As if in explanation of this remark, the camera focuses on something sitting near the good doctor. Beside Professor Gainer sits a chattering, monstrous thing in a box, a beast seen in shadows but heard squealing. It is not just a monster, it is the embodiment of the cabal's fear...calling them to a grotesque and horrible mistake. One that they will all regret..
The men at United Laboratories draw straws in a lottery and Allan Leighton (Robert Culp) is selected for the "ordeal."
So these men of science, these respected men of great intelligence, set about concocting the greatest hoax in human history with Leighton as their willing guinea pig. Allan accepts his macabre fate in stride ("can't see how making a fuss is going to help...") but there are drawbacks, even besides his own transformation and eventual death. For one thing, Allan is hopelessly in love with his wife, Yvette (Geraldine Brooks). They have been trying for years to conceive a child and now -- just moments after Allen takes the first hormone shot spurring his "Thetan" side -- he learns that their problems are gone...that Yvette can (and is...) pregnant. Carrying his child. Suddenly, this symbolic act, this scarecrow-ing of the human race, doesn't seem that important to him. But he sticks with the plan, trying to believe in the mission.

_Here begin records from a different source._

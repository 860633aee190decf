//! Error types for the flight delay pipeline

use std::path::PathBuf;
use thiserror::Error;

/// Result type alias for pipeline operations
pub type Result<T> = std::result::Result<T, FlightDelayError>;

/// Main error type for feature preparation, training and serving
#[derive(Error, Debug)]
pub enum FlightDelayError {
    #[error("Data error: {0}")]
    DataError(String),

    #[error("File is missing some of the required columns: {}", .0.join(", "))]
    MissingColumns(Vec<String>),

    #[error("No rows left after filtering")]
    EmptyDataset,

    #[error("Invalid departure time block '{0}'")]
    InvalidTimeBlock(String),

    #[error("Feature schema mismatch: expected [{}], got [{}]", .expected.join(", "), .actual.join(", "))]
    SchemaMismatch {
        expected: Vec<String>,
        actual: Vec<String>,
    },

    #[error("Invalid model choice '{choice}'. Must be one of: {}", .valid.join(", "))]
    InvalidModelChoice { choice: String, valid: Vec<String> },

    #[error("Invalid feature set '{0}'")]
    InvalidFeatureSet(String),

    #[error("Artifact not found: {}", .0.display())]
    ArtifactNotFound(PathBuf),

    #[error("Scaler on disk ({found}) does not match the scaler model {model} was trained with ({expected})")]
    ScalerMismatch {
        model: String,
        expected: String,
        found: String,
    },

    #[error("Training error: {0}")]
    TrainingError(String),

    #[error("Configuration error: {0}")]
    ConfigError(String),

    #[error("IO error: {0}")]
    IoError(#[from] std::io::Error),

    #[error("Serialization error: {0}")]
    SerializationError(String),

    #[error("Invalid shape: expected {expected}, got {actual}")]
    ShapeError { expected: String, actual: String },

    #[error("Feature not found: {0}")]
    FeatureNotFound(String),

    #[error("Model not fitted")]
    ModelNotFitted,
}

impl FlightDelayError {
    /// Whether the error was caused by the caller's input rather than the server
    pub fn is_client_error(&self) -> bool {
        matches!(
            self,
            FlightDelayError::MissingColumns(_)
                | FlightDelayError::EmptyDataset
                | FlightDelayError::InvalidTimeBlock(_)
                | FlightDelayError::SchemaMismatch { .. }
                | FlightDelayError::ScalerMismatch { .. }
                | FlightDelayError::InvalidModelChoice { .. }
                | FlightDelayError::InvalidFeatureSet(_)
                | FlightDelayError::FeatureNotFound(_)
        )
    }
}

impl From<polars::error::PolarsError> for FlightDelayError {
    fn from(err: polars::error::PolarsError) -> Self {
        FlightDelayError::DataError(err.to_string())
    }
}

impl From<serde_json::Error> for FlightDelayError {
    fn from(err: serde_json::Error) -> Self {
        FlightDelayError::SerializationError(err.to_string())
    }
}

impl From<ndarray::ShapeError> for FlightDelayError {
    fn from(err: ndarray::ShapeError) -> Self {
        FlightDelayError::ShapeError {
            expected: "valid shape".to_string(),
            actual: err.to_string(),
        }
    }
}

What follows in "The Architects of Fear" is the story of a rational man who -- like Brundefly in Cronenberg's remake of The Fly in 1986 -- becomes a thing and faces the slow, steady dissipation of his humanity.
Unlike that (great) film, here the physical transformation is suggested, not seen. The process is mostly hidden in shadows and hinted at via other cinematic tricks (such as the careful placement of objects in the forefront of the frame).
As the humanity drains away from Allan, he explains what this process has done to him. He no longer possesses a human mouth, so he is forced to speak through an electronic voice box, a visual symbol of his separation from his natural species. What Allan says in this condition speaks to much about the human condition. The pain of the surgeries is gone now, he tells Gainer, and his mind is consumed with one thing: strange dreams of Yvette, the wife he had to leave behind. This is all that's left of Allan's humanity: this spark of love, this connection to another soul. It lingers in him, and nothing about the transformation can take it away.
Allan asks Gainer if their plan can work, and Gainer replies that "millions have soldiers have gone into wars of hate with worse odds." This is true, but Allan's very humanity is the thing that makes the mission fail. And the scientists never accounted for this factor in their equation. Once in space (and bound for a landing at the U.N.) some part of Allan's latent humanity calls to him and either consciously or subconsciously he changes course. He lands his ship not at the U.N. headquarters, but near the lab...near his Yvette. A group of hunters shoot this alien "Thetan" when they encounter it, and a wounded Allan ultimately dies in the arms of his wife. When the "monster" before her shows a familiar gesture, Yvette realizes that this thing -- this monstrosity -- is her husband. Allan's entire journey has been not about saving the world, but about holding onto his humanity; reconnecting with the wife (and unborn child) he was separated from.
Naturally, Yvette is disgusted with Gainer and the others. She believes that there is no honor in dying for a remote, ivory tower ideal. That such a death means nothing in terms of love and family. "Men like you...playing tricks," she says angrily. "A scarecrow would change everything!" she mocks them.
"The Architects of Fear" ends with the Control Voice acknowledging this mistake and furthermore adding that "scarecrows and magic and other fatal fears do not bring people together." On the contrary, suggests the narrator: a humble attitude, hard-work and sacrifice - like Allan's sacrifice - are the only things that make our world a better place in the end.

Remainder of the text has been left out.